How many times have England turned to Joe Root to rescue them from trouble? You can picture it instantly: two wickets down, barely a run on the board, Root emerging from the pavilion, loosening up at the boundary rope before jogging purposefully to the crease.
Now the crisis is of a very different kind. England have issued an SOS to their greatest Test batter to steady a side unsettled by events off the field.
The timing is striking. On the same day Harry Brook replaced his fellow Yorkshireman at the top of the Test batting rankings, England did not ask their vice-captain to step in as interim skipper. Instead, they turned back to Root, the former captain and the team’s most trusted constant.

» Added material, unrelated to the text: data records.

//! HTTP client for the Xelon HQ API

use std::time::Duration;

use reqwest::header::{HeaderMap, HeaderValue, AUTHORIZATION};
use reqwest::{RequestBuilder, Response};
use serde::de::DeserializeOwned;
use serde::Serialize;
use tracing::debug;

use crate::error::ApiError;
use crate::models::{
    ClusterControlPlane, ClusterPool, ForwardingRule, ForwardingRuleUpdate, LoadBalancerCluster,
    Tenant, VirtualIp,
};

/// Production HQ endpoint.
pub const DEFAULT_BASE_URL: &str = "https://hq.xelon.ch/api/service/";

const CLIENT_ID_HEADER: &str = "x-user-id";

/// Optional client settings.
#[derive(Clone, Debug, Default)]
pub struct ClientOptions {
    /// Overrides [`DEFAULT_BASE_URL`].
    pub base_url: Option<String>,
    /// Sent as `X-User-Id` when present.
    pub client_id: Option<String>,
    pub user_agent: Option<String>,
    /// Per-request timeout. None leaves deadlines to the caller.
    pub timeout: Option<Duration>,
}

/// Stateless Xelon API client. Cheap to clone.
#[derive(Clone, Debug)]
pub struct Client {
    http: reqwest::Client,
    base_url: String,
}

impl Client {
    pub fn new(token: &str, options: ClientOptions) -> Result<Self, ApiError> {
        let mut headers = HeaderMap::new();
        let mut auth = HeaderValue::from_str(&format!("Bearer {token}"))
            .map_err(|_| ApiError::Config("token contains invalid characters".to_string()))?;
        auth.set_sensitive(true);
        headers.insert(AUTHORIZATION, auth);

        if let Some(client_id) = options.client_id.as_deref().filter(|id| !id.is_empty()) {
            let value = HeaderValue::from_str(client_id)
                .map_err(|_| ApiError::Config("client id contains invalid characters".to_string()))?;
            headers.insert(CLIENT_ID_HEADER, value);
        }

        let mut builder = reqwest::Client::builder().default_headers(headers);
        if let Some(user_agent) = &options.user_agent {
            builder = builder.user_agent(user_agent.clone());
        }
        if let Some(timeout) = options.timeout {
            builder = builder.timeout(timeout);
        }
        let http = builder
            .build()
            .map_err(|e| ApiError::Config(e.to_string()))?;

        let base_url = options
            .base_url
            .filter(|url| !url.is_empty())
            .unwrap_or_else(|| DEFAULT_BASE_URL.to_string());

        Ok(Self {
            http,
            base_url: normalize_base_url(&base_url),
        })
    }

    pub fn base_url(&self) -> &str {
        &self.base_url
    }

    /// Tenant the token belongs to.
    pub async fn current_tenant(&self) -> Result<Tenant, ApiError> {
        self.get("tenants/current").await
    }

    /// Control plane (and its nodes) of a managed Kubernetes cluster.
    pub async fn control_plane(&self, cluster_id: &str) -> Result<ClusterControlPlane, ApiError> {
        self.get(&format!("kubernetes/{cluster_id}/controlPlane"))
            .await
    }

    /// Worker pools (and their nodes) of a managed Kubernetes cluster.
    pub async fn cluster_pools(&self, cluster_id: &str) -> Result<Vec<ClusterPool>, ApiError> {
        self.get(&format!("kubernetes/{cluster_id}/pools")).await
    }

    pub async fn load_balancer_clusters(&self) -> Result<Vec<LoadBalancerCluster>, ApiError> {
        self.get("loadBalancerClusters").await
    }

    pub async fn load_balancer_cluster(&self, id: &str) -> Result<LoadBalancerCluster, ApiError> {
        self.get(&format!("loadBalancerClusters/{id}")).await
    }

    pub async fn virtual_ips(&self, cluster_id: &str) -> Result<Vec<VirtualIp>, ApiError> {
        self.get(&format!("loadBalancerClusters/{cluster_id}/virtualIps"))
            .await
    }

    pub async fn virtual_ip(
        &self,
        cluster_id: &str,
        virtual_ip_id: &str,
    ) -> Result<VirtualIp, ApiError> {
        self.get(&format!(
            "loadBalancerClusters/{cluster_id}/virtualIps/{virtual_ip_id}"
        ))
        .await
    }

    pub async fn forwarding_rules(
        &self,
        cluster_id: &str,
        virtual_ip_id: &str,
    ) -> Result<Vec<ForwardingRule>, ApiError> {
        self.get(&rules_path(cluster_id, virtual_ip_id)).await
    }

    /// Create rules in one batch. Returns the created rules with cloud-assigned ids.
    pub async fn create_forwarding_rules(
        &self,
        cluster_id: &str,
        virtual_ip_id: &str,
        rules: &[ForwardingRule],
    ) -> Result<Vec<ForwardingRule>, ApiError> {
        self.post(&rules_path(cluster_id, virtual_ip_id), rules)
            .await
    }

    /// Update the backend side of a rule, addressed by its backend id.
    pub async fn update_forwarding_rule(
        &self,
        cluster_id: &str,
        virtual_ip_id: &str,
        backend_id: &str,
        update: &ForwardingRuleUpdate,
    ) -> Result<(), ApiError> {
        let path = format!("{}/{backend_id}", rules_path(cluster_id, virtual_ip_id));
        let url = self.url(&path);
        debug!(url = %url, "PUT");
        self.send(self.http.put(url).json(update)).await?;
        Ok(())
    }

    /// Delete a rule, addressed by its frontend id.
    pub async fn delete_forwarding_rule(
        &self,
        cluster_id: &str,
        virtual_ip_id: &str,
        frontend_id: &str,
    ) -> Result<(), ApiError> {
        let path = format!("{}/{frontend_id}", rules_path(cluster_id, virtual_ip_id));
        let url = self.url(&path);
        debug!(url = %url, "DELETE");
        self.send(self.http.delete(url)).await?;
        Ok(())
    }

    async fn get<T: DeserializeOwned>(&self, path: &str) -> Result<T, ApiError> {
        let url = self.url(path);
        debug!(url = %url, "GET");
        let response = self.send(self.http.get(url)).await?;
        response.json().await.map_err(ApiError::Decode)
    }

    async fn post<B, T>(&self, path: &str, body: &B) -> Result<T, ApiError>
    where
        B: Serialize + ?Sized,
        T: DeserializeOwned,
    {
        let url = self.url(path);
        debug!(url = %url, "POST");
        let response = self.send(self.http.post(url).json(body)).await?;
        response.json().await.map_err(ApiError::Decode)
    }

    async fn send(&self, request: RequestBuilder) -> Result<Response, ApiError> {
        let response = request.send().await.map_err(ApiError::Transport)?;
        let status = response.status();
        if status.is_success() {
            return Ok(response);
        }

        let body = response.text().await.unwrap_or_default();
        Err(ApiError::Status {
            status,
            message: error_message(&body),
        })
    }

    fn url(&self, path: &str) -> String {
        format!("{}{}", self.base_url, path.trim_start_matches('/'))
    }
}

fn rules_path(cluster_id: &str, virtual_ip_id: &str) -> String {
    format!("loadBalancerClusters/{cluster_id}/virtualIps/{virtual_ip_id}/forwardingRules")
}

fn normalize_base_url(url: &str) -> String {
    format!("{}/", url.trim_end_matches('/'))
}

/// Prefer the `message`/`error` field of a JSON error body over the raw text.
fn error_message(body: &str) -> String {
    serde_json::from_str::<serde_json::Value>(body)
        .ok()
        .and_then(|value| {
            value
                .get("message")
                .or_else(|| value.get("error"))
                .and_then(|v| v.as_str())
                .map(str::to_string)
        })
        .unwrap_or_else(|| body.to_string())
}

The investigation into Ben Stokes’ actions in the early hours of Monday morning has created an unusually awkward scenario. Had Stokes simply been unavailable because of injury for next week’s second Test against New Zealand at The Oval, Brook would probably have taken charge.
Brook, despite his off-field misdemeanours last winter, retained the limited-overs captaincy and led England to the semi-finals of the T20 World Cup. He is also due to captain the side in next month’s white-ball series against India.
But asking him to replace a captain sidelined by an alleged nightclub incident would have invited uncomfortable comparisons with Brook’s own altercation outside a Wellington nightclub eight months ago. The optics would have been impossible to ignore.
So England have reached for the emergency option they know best: Root, dependable as ever, asked once more to restore order when the situation has become messy.